Diesen Text schrieb ich zur Eröffnung des Buchladens Lesezeichen in Alsfeld am 17.8.20019

„Bücher sind unsere Freunde. Wir wollen sie stets pfleglich behandeln.“ Ein Stempel mit dieser unmissverständlichen Aufforderung prangte einst in meinen Schulbüchern und die Tatsache, dass man diesen Spruch nicht mal mehr googeln kann – also, man kann natürlich, aber man findet nichts – zeigt, wie lange das schon her ist.

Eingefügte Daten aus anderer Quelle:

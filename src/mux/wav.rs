//! WAVE_FORMAT_EXTENSIBLE streaming header and frame reordering.
//!
//! The header is written once, up front, with the RIFF and data sizes set
//! to `0xFFFFFFFF` because the stream length is unknown. Nothing is ever
//! patched afterwards, so the output is valid on pipes.
//!
//! See: <https://learn.microsoft.com/en-us/windows/win32/api/mmreg/ns-mmreg-waveformatextensible>

use crate::error::FormatError;
use crate::format::ChannelLayout;

/// Size of the extensible WAV header in bytes.
pub const WAV_HEADER_SIZE: usize = 68;

/// Sentinel used for RIFF and data chunk sizes of a stream of unknown length.
pub const WAV_UNKNOWN_SIZE: u32 = 0xFFFF_FFFF;

/// Size of the fmt chunk body for WAVE_FORMAT_EXTENSIBLE.
const WAV_FMT_CHUNK_SIZE: u32 = 40;

/// Format tag for WAVE_FORMAT_EXTENSIBLE.
const WAV_FORMAT_EXTENSIBLE: u16 = 0xFFFE;

/// Size of the extension that follows the basic fmt fields.
const WAV_EXTENSION_SIZE: u16 = 22;

/// KSDATAFORMAT_SUBTYPE_PCM.
const KSDATAFORMAT_SUBTYPE_PCM: [u8; 16] = [
    0x01, 0x00, 0x00, 0x00, 0x00, 0x00, 0x10, 0x00, 0x80, 0x00, 0x00, 0xAA, 0x00, 0x38, 0x9B, 0x71,
];

/// Parameters of a streaming WAV header.
#[derive(Debug, Clone, Copy, PartialEq, Eq)]
pub struct WavHeader {
    /// Channels written to the container.
    pub channels: u16,
    /// Sample rate in Hz.
    pub sample_rate: u32,
    /// Bits per sample.
    pub bits_per_sample: u16,
    /// Speaker mask of the written channels.
    pub channel_mask: u32,
    /// Bytes per frame.
    pub block_align: u16,
    /// Bytes per second.
    pub byte_rate: u32,
}

impl WavHeader {
    /// Builds the header for a remapped layout.
    ///
    /// # Errors
    ///
    /// Returns [`FormatError::HeaderOverflow`] when a field does not fit its
    /// on-disk width.
    pub fn for_layout(layout: &ChannelLayout, sample_rate: u32) -> Result<Self, FormatError> {
        let overflow = || FormatError::HeaderOverflow {
            channels: layout.channels(),
            bits: u16::try_from(layout.sample_size() * 8).unwrap_or(u16::MAX),
            sample_rate,
        };

        let channels = u16::try_from(layout.channels()).map_err(|_| overflow())?;
        let bits_per_sample = layout
            .sample_size()
            .checked_mul(8)
            .and_then(|bits| u16::try_from(bits).ok())
            .ok_or_else(overflow)?;
        let block_align = u16::try_from(layout.stride()).map_err(|_| overflow())?;
        let byte_rate = sample_rate
            .checked_mul(u32::from(block_align))
            .ok_or_else(overflow)?;

        Ok(Self {
            channels,
            sample_rate,
            bits_per_sample,
            channel_mask: layout.mask(),
            block_align,
            byte_rate,
        })
    }

    /// Serializes the header.
    pub fn to_bytes(&self) -> Vec<u8> {
        let mut header = Vec::with_capacity(WAV_HEADER_SIZE);

        // RIFF container header
        header.extend_from_slice(b"RIFF");
        header.extend_from_slice(&WAV_UNKNOWN_SIZE.to_le_bytes());
        header.extend_from_slice(b"WAVE");

        // fmt subchunk
        header.extend_from_slice(b"fmt ");
        header.extend_from_slice(&WAV_FMT_CHUNK_SIZE.to_le_bytes());
        header.extend_from_slice(&WAV_FORMAT_EXTENSIBLE.to_le_bytes());
        header.extend_from_slice(&self.channels.to_le_bytes());
        header.extend_from_slice(&self.sample_rate.to_le_bytes());
        header.extend_from_slice(&self.byte_rate.to_le_bytes());
        header.extend_from_slice(&self.block_align.to_le_bytes());
        header.extend_from_slice(&self.bits_per_sample.to_le_bytes());

        // Extensible part
        header.extend_from_slice(&WAV_EXTENSION_SIZE.to_le_bytes());
        header.extend_from_slice(&self.bits_per_sample.to_le_bytes());
        header.extend_from_slice(&self.channel_mask.to_le_bytes());
        header.extend_from_slice(&KSDATAFORMAT_SUBTYPE_PCM);

        // data subchunk header
        header.extend_from_slice(b"data");
        header.extend_from_slice(&WAV_UNKNOWN_SIZE.to_le_bytes());

        debug_assert_eq!(header.len(), WAV_HEADER_SIZE);
        header
    }
}

/// Reorders whole interleaved source frames into WAV order.
///
/// `block.len()` must be a multiple of `layout.source_stride()`.
pub fn reorder_interleaved(layout: &ChannelLayout, block: &[u8]) -> Vec<u8> {
    let sample_size = layout.sample_size();
    let mut out = Vec::with_capacity(block.len() / layout.source_stride() * layout.stride());

    for frame in block.chunks_exact(layout.source_stride()) {
        for &offset in layout.offsets() {
            out.extend_from_slice(&frame[offset..offset + sample_size]);
        }
    }
    out
}

/// Interleaves a planar block (one plane per source channel) into WAV order.
///
/// `block.len()` must be a multiple of `layout.source_stride()`.
pub fn reorder_planar(layout: &ChannelLayout, block: &[u8]) -> Vec<u8> {
    let sample_size = layout.sample_size();
    let plane = block.len() / layout.source_channels();
    let frames = plane / sample_size;
    let mut out = Vec::with_capacity(frames * layout.stride());

    for frame in 0..frames {
        for &source in layout.sources() {
            let start = source * plane + frame * sample_size;
            out.extend_from_slice(&block[start..start + sample_size]);
        }
    }
    out
}

#[cfg(test)]
mod tests {
    use super::*;
    use crate::format::{remap, ChannelPosition};

    fn u16_at(data: &[u8], at: usize) -> u16 {
        u16::from_le_bytes([data[at], data[at + 1]])
    }

    fn u32_at(data: &[u8], at: usize) -> u32 {
        u32::from_le_bytes([data[at], data[at + 1], data[at + 2], data[at + 3]])
    }

    #[test]
    fn test_stereo_header_layout() {
        let layout = remap(&[ChannelPosition::L, ChannelPosition::R], 16).unwrap();
        let data = WavHeader::for_layout(&layout, 48000).unwrap().to_bytes();

        assert_eq!(data.len(), WAV_HEADER_SIZE);
        assert_eq!(&data[0..4], b"RIFF");
        assert_eq!(u32_at(&data, 4), WAV_UNKNOWN_SIZE);
        assert_eq!(&data[8..12], b"WAVE");
        assert_eq!(&data[12..16], b"fmt ");
        assert_eq!(u32_at(&data, 16), 40);
        assert_eq!(u16_at(&data, 20), 0xFFFE);
        assert_eq!(u16_at(&data, 22), 2); // channels
        assert_eq!(u32_at(&data, 24), 48000); // sample rate
        assert_eq!(u32_at(&data, 28), 192_000); // byte rate
        assert_eq!(u16_at(&data, 32), 4); // block align
        assert_eq!(u16_at(&data, 34), 16); // bits per sample
        assert_eq!(u16_at(&data, 36), 22); // extension size
        assert_eq!(u16_at(&data, 38), 16); // valid bits
        assert_eq!(u32_at(&data, 40), 0x3); // channel mask
        assert_eq!(&data[44..60], &KSDATAFORMAT_SUBTYPE_PCM);
        assert_eq!(&data[60..64], b"data");
        assert_eq!(u32_at(&data, 64), WAV_UNKNOWN_SIZE);
    }

    #[test]
    fn test_five_one_24bit_header() {
        use ChannelPosition::*;
        let layout = remap(&[L, R, C, Lfe, Ls, Rs], 24).unwrap();
        let header = WavHeader::for_layout(&layout, 44100).unwrap();

        assert_eq!(header.block_align, 18);
        assert_eq!(header.byte_rate, 44100 * 18);
        assert_eq!(header.channel_mask, 0x3F);
    }

    #[test]
    fn test_byte_rate_overflow_is_an_error() {
        use ChannelPosition::*;
        let layout = remap(&[L, R, C, Lfe, Ls, Rs, Lb, Rb], 32).unwrap();

        let err = WavHeader::for_layout(&layout, u32::MAX).unwrap_err();
        assert!(matches!(
            err,
            FormatError::HeaderOverflow {
                channels: 8,
                bits: 32,
                ..
            }
        ));
    }

    #[test]
    fn test_reorder_interleaved_identity() {
        let layout = remap(&[ChannelPosition::L, ChannelPosition::R], 16).unwrap();
        let block = [1, 2, 3, 4, 5, 6, 7, 8];
        assert_eq!(reorder_interleaved(&layout, &block), block.to_vec());
    }

    #[test]
    fn test_reorder_interleaved_swaps() {
        use ChannelPosition::*;
        let layout = remap(&[R, L, C], 16).unwrap();
        // One frame: R=0x0101, L=0x0202, C=0x0303
        let block = [0x01, 0x01, 0x02, 0x02, 0x03, 0x03];
        assert_eq!(
            reorder_interleaved(&layout, &block),
            vec![0x02, 0x02, 0x01, 0x01, 0x03, 0x03]
        );
    }

    #[test]
    fn test_reorder_drops_unmapped() {
        use ChannelPosition::*;
        // Lw has no WAV position.
        let layout = remap(&[L, Lw, R], 8).unwrap();
        let block = [10, 99, 20, 11, 98, 21];
        assert_eq!(reorder_interleaved(&layout, &block), vec![10, 20, 11, 21]);
    }

    #[test]
    fn test_reorder_planar() {
        use ChannelPosition::*;
        let layout = remap(&[R, L], 16).unwrap();
        // R plane: frames 0,1 ; L plane: frames 0,1
        let block = [0xA0, 0xA0, 0xA1, 0xA1, 0xB0, 0xB0, 0xB1, 0xB1];
        assert_eq!(
            reorder_planar(&layout, &block),
            vec![0xB0, 0xB0, 0xA0, 0xA0, 0xB1, 0xB1, 0xA1, 0xA1]
        );
    }
}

Und dabei ist er so wahr, der alte Spruch. Bücher können vieles sein. Auch Freunde. Das sind sogar unbedingt. Auch wenn sie manchmal nerven, zum Beispiel, wenn man sie nur zum Lernen hat oder so, aber selbst dafür sind sie ja nützlich. Und wer würde bestreiten, dass ein Wörterbuch zur richtigen Zeit kein Freund ist? Okay, über Mathebücher ab der Oberstufe müsste ich nochmal separat sprechen. Aber sonst? Ja, Bücher sind unsere Freunde. Bücher spenden Trost. Bücher unterhalten. Das richtige Buch zur richtigen Zeit im richtigen Café macht seine Besitzerin unglaublich intellektuell. Das andere richtige Buch zur richtigen Zeit im Sylter Strandkorb macht unglaublichen Spaß, auch wenn es den Geist nur bedingt bis gar nicht weiterbringt. Macht nichts, der darf ja auch mal ausruhen! In Bücher kann man sich vertiefen, verlieren. Man kann sie mit sich tragen, man kann sie horten. Man kann sich schwer von ihnen trennen. Man schreibt ihnen sogar eine Seele zu – der einzige Gegenstand, bei dem das zumindest in weiten Teilen der Menschheit unwidersprochen bleibt. Bücher sind einfach Bücher, und, ganz ehrlich, sie sind durch nichts zu ersetzen. Schon gar nicht durch E-Reader. Wie sich das schon anhört. E-Reader! Iiieh, Reader! E-Reader sind schon deshalb unmöglich, weil man sie nicht gut verleihen kann. Und weil man sie nicht stapeln kann. Weil man sie nicht so gut nehmen kann, um sie irgendwo unterzulegen. Weil man nicht mit Bleistift Sachen an ihren Rand schreiben kann. Weil man sich die Lesestelle, an der man grade ist, nicht mit echten Eselsohren markieren kann. Für den Fall, dass man kein Lesezeichen hat, natürlich nur, denn wir wollen unsere Freunde ja pfleglich behandeln. (Und ja, wenn abends die Leselampe nicht ausreicht und die Schrift immer kleiner wird, denke ich doch über einen E-Reader nach. Aber nur kurz. Dann schlafe ich einfach.)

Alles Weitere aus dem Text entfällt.